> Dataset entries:
################

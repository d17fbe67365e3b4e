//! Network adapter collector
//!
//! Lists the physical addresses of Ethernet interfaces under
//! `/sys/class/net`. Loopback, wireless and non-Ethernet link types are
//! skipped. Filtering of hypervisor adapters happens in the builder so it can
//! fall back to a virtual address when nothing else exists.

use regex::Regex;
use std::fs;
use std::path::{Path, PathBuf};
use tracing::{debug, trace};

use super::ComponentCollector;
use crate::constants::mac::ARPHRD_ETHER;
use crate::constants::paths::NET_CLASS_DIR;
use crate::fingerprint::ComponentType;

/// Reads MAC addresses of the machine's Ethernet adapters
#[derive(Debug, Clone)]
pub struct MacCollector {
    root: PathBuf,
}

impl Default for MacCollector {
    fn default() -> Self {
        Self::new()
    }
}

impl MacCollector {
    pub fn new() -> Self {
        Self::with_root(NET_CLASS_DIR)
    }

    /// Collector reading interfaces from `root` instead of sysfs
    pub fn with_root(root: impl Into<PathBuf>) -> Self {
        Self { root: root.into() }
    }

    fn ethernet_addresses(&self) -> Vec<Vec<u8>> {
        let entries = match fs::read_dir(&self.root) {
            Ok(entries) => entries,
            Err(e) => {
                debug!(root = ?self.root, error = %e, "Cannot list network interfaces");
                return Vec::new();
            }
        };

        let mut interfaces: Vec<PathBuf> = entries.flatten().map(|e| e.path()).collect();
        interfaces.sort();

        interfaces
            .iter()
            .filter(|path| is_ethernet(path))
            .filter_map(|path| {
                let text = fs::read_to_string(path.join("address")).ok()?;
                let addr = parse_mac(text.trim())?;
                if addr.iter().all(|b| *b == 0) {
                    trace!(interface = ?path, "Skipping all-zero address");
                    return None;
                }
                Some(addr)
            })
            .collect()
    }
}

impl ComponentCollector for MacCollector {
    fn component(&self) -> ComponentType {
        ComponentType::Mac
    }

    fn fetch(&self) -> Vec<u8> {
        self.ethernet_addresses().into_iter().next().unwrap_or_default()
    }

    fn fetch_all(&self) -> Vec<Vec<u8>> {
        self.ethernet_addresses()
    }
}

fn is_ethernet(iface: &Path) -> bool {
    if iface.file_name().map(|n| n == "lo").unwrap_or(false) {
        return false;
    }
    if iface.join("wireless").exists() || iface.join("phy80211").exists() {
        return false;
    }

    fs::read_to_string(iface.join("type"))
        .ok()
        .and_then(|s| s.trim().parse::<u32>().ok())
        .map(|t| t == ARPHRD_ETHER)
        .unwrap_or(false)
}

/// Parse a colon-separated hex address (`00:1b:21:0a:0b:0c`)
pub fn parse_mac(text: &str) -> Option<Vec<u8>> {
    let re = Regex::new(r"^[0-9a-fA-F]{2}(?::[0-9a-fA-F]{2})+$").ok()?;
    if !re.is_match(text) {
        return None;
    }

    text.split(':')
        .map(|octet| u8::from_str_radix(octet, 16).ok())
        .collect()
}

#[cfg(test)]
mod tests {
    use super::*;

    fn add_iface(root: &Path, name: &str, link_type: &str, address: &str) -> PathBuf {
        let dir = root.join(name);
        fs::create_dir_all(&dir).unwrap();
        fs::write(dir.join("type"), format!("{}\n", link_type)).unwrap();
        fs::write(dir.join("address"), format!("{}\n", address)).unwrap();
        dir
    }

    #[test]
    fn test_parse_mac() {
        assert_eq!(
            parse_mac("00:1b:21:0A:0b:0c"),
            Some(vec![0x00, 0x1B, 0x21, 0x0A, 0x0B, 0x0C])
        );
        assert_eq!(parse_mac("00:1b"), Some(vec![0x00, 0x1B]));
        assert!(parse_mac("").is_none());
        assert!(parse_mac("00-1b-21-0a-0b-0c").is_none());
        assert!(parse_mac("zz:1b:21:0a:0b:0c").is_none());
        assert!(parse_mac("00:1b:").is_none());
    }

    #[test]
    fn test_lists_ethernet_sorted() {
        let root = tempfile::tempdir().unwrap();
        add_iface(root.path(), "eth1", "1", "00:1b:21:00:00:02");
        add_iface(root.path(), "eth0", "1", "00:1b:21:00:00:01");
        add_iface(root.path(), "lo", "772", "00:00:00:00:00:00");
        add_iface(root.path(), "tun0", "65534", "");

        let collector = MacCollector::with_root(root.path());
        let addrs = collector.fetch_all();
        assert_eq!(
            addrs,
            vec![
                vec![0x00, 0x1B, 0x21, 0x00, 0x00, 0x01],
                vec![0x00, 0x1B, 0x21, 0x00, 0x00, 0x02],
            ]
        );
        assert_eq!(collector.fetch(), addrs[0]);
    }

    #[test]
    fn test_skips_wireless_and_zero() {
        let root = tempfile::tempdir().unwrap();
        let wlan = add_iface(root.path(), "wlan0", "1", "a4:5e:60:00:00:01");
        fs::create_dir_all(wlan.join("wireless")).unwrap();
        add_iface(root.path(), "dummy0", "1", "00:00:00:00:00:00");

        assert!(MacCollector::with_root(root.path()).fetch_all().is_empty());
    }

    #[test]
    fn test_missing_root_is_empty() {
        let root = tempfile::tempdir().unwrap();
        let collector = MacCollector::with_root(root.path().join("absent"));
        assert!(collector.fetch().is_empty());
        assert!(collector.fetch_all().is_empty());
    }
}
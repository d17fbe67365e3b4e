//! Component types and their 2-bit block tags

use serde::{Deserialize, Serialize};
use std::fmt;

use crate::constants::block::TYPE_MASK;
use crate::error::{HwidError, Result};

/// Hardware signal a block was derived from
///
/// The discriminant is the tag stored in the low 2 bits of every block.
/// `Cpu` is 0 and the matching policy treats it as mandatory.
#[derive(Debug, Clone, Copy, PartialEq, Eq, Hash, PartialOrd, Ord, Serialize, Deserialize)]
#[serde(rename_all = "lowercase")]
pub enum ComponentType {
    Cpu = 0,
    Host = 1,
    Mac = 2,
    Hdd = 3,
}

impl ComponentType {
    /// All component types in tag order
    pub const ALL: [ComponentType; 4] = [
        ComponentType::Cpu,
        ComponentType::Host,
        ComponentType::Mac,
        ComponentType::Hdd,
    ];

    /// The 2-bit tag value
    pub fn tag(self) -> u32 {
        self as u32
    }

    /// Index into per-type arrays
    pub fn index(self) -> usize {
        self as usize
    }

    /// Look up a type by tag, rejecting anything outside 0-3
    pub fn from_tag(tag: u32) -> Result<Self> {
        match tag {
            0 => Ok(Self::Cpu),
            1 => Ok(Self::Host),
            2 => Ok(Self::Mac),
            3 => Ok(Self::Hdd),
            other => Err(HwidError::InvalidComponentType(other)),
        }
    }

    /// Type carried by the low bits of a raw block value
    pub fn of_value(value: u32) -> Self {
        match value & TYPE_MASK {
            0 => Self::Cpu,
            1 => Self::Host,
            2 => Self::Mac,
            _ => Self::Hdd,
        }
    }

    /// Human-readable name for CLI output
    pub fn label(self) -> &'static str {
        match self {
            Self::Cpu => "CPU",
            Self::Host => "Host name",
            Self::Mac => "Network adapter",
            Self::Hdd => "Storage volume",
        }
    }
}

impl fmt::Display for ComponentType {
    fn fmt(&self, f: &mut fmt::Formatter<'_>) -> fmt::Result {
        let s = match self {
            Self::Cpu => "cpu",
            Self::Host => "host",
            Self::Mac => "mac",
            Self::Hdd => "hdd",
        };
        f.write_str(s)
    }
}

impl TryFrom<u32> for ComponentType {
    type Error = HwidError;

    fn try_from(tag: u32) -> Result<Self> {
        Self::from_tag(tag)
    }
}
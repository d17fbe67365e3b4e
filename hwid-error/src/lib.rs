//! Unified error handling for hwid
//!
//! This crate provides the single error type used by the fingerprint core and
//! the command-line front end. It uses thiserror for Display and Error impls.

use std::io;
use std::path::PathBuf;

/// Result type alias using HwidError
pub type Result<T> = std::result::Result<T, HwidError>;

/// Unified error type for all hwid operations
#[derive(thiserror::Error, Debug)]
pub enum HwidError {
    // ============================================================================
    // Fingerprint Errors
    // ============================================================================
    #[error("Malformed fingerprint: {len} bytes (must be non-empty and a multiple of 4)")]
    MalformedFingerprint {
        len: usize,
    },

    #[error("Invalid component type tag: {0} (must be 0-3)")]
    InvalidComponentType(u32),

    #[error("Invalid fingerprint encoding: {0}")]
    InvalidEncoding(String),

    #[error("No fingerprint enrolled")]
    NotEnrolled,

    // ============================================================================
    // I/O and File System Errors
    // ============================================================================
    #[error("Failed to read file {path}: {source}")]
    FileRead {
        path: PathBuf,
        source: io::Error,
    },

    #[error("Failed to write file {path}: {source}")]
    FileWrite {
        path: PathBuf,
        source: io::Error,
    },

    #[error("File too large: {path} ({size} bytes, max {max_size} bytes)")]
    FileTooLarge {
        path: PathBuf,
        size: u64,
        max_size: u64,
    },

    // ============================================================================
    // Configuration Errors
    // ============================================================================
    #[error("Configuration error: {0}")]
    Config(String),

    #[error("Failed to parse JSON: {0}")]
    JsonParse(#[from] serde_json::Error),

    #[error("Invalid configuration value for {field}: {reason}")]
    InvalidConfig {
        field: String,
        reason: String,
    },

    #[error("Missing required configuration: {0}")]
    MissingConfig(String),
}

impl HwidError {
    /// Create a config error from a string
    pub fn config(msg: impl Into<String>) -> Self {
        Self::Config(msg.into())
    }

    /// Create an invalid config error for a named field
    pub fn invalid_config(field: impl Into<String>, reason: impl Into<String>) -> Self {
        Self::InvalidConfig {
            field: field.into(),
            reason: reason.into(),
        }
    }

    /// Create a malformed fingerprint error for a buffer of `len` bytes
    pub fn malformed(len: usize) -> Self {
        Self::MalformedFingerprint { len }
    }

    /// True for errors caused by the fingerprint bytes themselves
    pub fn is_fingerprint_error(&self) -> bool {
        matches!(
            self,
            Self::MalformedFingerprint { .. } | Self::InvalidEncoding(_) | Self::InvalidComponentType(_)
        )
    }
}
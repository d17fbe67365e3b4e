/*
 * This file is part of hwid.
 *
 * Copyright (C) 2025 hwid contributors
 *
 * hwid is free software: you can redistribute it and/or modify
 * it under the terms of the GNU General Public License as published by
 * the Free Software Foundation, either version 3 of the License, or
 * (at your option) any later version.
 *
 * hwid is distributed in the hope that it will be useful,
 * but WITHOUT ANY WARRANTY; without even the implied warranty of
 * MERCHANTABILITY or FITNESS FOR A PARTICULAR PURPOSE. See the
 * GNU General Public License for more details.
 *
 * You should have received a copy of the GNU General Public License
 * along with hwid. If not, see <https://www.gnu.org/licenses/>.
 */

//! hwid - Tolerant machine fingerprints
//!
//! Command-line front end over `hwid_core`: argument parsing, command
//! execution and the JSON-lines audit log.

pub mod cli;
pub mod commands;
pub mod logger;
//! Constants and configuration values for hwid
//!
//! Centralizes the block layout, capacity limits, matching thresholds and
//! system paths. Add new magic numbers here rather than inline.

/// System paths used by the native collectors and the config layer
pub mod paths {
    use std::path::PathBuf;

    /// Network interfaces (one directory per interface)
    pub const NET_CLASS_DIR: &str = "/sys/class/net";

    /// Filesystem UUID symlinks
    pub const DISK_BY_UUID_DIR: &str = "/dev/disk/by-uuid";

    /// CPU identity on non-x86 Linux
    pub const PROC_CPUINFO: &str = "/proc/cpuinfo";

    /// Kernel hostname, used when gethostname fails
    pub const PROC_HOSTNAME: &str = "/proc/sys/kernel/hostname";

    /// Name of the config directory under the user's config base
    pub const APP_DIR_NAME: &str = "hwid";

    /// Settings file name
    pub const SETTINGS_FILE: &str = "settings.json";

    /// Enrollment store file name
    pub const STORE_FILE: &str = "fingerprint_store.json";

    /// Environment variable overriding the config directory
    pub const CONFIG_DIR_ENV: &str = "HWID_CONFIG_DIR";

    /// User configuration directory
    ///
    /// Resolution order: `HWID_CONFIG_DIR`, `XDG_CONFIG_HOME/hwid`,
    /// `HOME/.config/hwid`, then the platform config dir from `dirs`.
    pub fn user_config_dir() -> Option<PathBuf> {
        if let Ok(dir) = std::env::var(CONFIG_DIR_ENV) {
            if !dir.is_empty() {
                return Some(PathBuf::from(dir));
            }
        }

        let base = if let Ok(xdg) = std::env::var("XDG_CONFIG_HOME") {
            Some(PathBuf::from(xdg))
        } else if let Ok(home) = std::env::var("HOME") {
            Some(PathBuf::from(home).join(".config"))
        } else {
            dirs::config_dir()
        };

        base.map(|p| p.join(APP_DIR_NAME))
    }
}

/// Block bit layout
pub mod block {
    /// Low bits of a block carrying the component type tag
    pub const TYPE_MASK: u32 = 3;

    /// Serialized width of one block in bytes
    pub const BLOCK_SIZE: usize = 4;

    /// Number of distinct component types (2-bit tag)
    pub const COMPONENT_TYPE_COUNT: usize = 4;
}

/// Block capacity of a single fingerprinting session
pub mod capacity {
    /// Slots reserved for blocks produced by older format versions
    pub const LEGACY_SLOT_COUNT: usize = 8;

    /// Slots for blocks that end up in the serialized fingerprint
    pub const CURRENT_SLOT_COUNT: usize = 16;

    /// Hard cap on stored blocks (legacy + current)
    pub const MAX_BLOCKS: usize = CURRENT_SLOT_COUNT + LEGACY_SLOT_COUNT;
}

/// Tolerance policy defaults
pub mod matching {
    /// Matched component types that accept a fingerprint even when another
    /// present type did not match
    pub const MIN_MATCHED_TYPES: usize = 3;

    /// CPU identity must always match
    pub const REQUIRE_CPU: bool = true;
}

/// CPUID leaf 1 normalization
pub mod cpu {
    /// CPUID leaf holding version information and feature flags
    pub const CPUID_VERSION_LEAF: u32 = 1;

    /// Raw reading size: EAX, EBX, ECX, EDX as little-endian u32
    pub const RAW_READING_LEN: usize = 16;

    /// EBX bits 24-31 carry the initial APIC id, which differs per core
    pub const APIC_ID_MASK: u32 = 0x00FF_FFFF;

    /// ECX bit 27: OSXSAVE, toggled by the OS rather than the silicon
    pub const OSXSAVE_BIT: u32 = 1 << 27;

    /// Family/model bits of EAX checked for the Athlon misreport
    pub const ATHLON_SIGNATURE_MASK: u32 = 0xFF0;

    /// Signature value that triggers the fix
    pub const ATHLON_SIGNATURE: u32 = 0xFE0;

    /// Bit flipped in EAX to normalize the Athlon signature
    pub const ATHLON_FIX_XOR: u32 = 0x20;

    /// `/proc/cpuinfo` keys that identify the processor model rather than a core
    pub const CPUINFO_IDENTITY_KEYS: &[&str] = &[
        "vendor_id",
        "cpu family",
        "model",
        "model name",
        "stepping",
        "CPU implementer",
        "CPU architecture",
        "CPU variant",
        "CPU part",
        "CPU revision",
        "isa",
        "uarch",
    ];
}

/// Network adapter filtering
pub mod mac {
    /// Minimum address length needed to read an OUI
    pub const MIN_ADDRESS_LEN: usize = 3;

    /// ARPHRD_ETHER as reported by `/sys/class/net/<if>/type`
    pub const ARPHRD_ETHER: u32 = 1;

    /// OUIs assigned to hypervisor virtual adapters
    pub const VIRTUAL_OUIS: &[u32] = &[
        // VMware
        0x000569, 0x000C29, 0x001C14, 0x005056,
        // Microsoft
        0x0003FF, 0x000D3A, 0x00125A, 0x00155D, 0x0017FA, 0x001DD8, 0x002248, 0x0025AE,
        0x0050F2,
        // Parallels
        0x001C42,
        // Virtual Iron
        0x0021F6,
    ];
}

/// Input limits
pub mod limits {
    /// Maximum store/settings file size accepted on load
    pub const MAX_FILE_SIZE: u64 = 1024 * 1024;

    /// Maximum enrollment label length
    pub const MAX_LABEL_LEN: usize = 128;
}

################

> Task objective: Copy, please, every line from the start of the entries down to the line that holds "fn fetch(&self) ->", with both of those lines included and no others.

> Answer box:
repository d17fbe67365e3b4e
//! Network adapter collector
//!
//! Lists the physical addresses of Ethernet interfaces under
//! `/sys/class/net`. Loopback, wireless and non-Ethernet link types are
//! skipped. Filtering of hypervisor adapters happens in the builder so it can
//! fall back to a virtual address when nothing else exists.

use regex::Regex;
use std::fs;
use std::path::{Path, PathBuf};
use tracing::{debug, trace};

use super::ComponentCollector;
use crate::constants::mac::ARPHRD_ETHER;
use crate::constants::paths::NET_CLASS_DIR;
use crate::fingerprint::ComponentType;

/// Reads MAC addresses of the machine's Ethernet adapters
#[derive(Debug, Clone)]
pub struct MacCollector {
    root: PathBuf,
}

impl Default for MacCollector {
    fn default() -> Self {
        Self::new()
    }
}

impl MacCollector {
    pub fn new() -> Self {
        Self::with_root(NET_CLASS_DIR)
    }

    /// Collector reading interfaces from `root` instead of sysfs
    pub fn with_root(root: impl Into<PathBuf>) -> Self {
        Self { root: root.into() }
    }

    fn ethernet_addresses(&self) -> Vec<Vec<u8>> {
        let entries = match fs::read_dir(&self.root) {
            Ok(entries) => entries,
            Err(e) => {
                debug!(root = ?self.root, error = %e, "Cannot list network interfaces");
                return Vec::new();
            }
        };

        let mut interfaces: Vec<PathBuf> = entries.flatten().map(|e| e.path()).collect();
        interfaces.sort();

        interfaces
            .iter()
            .filter(|path| is_ethernet(path))
            .filter_map(|path| {
                let text = fs::read_to_string(path.join("address")).ok()?;
                let addr = parse_mac(text.trim())?;
                if addr.iter().all(|b| *b == 0) {
                    trace!(interface = ?path, "Skipping all-zero address");
                    return None;
                }
                Some(addr)
            })
            .collect()
    }
}

impl ComponentCollector for MacCollector {
    fn component(&self) -> ComponentType {
        ComponentType::Mac
    }

    fn fetch(&self) -> Vec<u8> {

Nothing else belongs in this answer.